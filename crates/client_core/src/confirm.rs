use std::time::Duration;

use chain::{ChainClient, ChainError};
use shared::{domain::TxHash, protocol::TransactionReceipt};
use thiserror::Error;
use tokio::time::{sleep, Instant};
use tracing::debug;

/// How long to poll for a receipt before giving up. `timeout: None` waits
/// until the transaction is mined.
#[derive(Debug, Clone, Copy, PartialEq, Eq)]
pub struct ConfirmationPolicy {
    pub poll_interval: Duration,
    pub timeout: Option<Duration>,
}

impl Default for ConfirmationPolicy {
    fn default() -> Self {
        Self {
            poll_interval: Duration::from_millis(500),
            timeout: Some(Duration::from_secs(60)),
        }
    }
}

impl ConfirmationPolicy {
    pub fn without_timeout(self) -> Self {
        Self {
            timeout: None,
            ..self
        }
    }
}

#[derive(Debug, Error)]
pub enum ConfirmError {
    #[error("transaction {hash} not confirmed within {waited:?}")]
    Timeout { hash: TxHash, waited: Duration },
    #[error("transaction {hash} was mined in block {block_number} but failed")]
    Failed { hash: TxHash, block_number: u64 },
    #[error(transparent)]
    Chain(#[from] ChainError),
}

/// Polls for the receipt of `hash` until it is mined or fails, or until the
/// policy timeout (if any) elapses.
pub async fn wait_for_receipt(
    chain: &dyn ChainClient,
    hash: TxHash,
    policy: ConfirmationPolicy,
) -> Result<TransactionReceipt, ConfirmError> {
    let started = Instant::now();
    loop {
        if let Some(receipt) = chain.transaction_receipt(hash).await? {
            if !receipt.status {
                return Err(ConfirmError::Failed {
                    hash,
                    block_number: receipt.block_number,
                });
            }
            debug!(%hash, block = receipt.block_number, "transaction confirmed");
            return Ok(receipt);
        }

        let pause = match policy.timeout {
            Some(timeout) => {
                let waited = started.elapsed();
                if waited >= timeout {
                    return Err(ConfirmError::Timeout { hash, waited });
                }
                policy.poll_interval.min(timeout - waited)
            }
            None => policy.poll_interval,
        };
        sleep(pause).await;
    }
}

##############################

Your task — Go through the listing above and copy each line that contains "pause".

Output for this task —
        let pause = match policy.timeout {
        sleep(pause).await;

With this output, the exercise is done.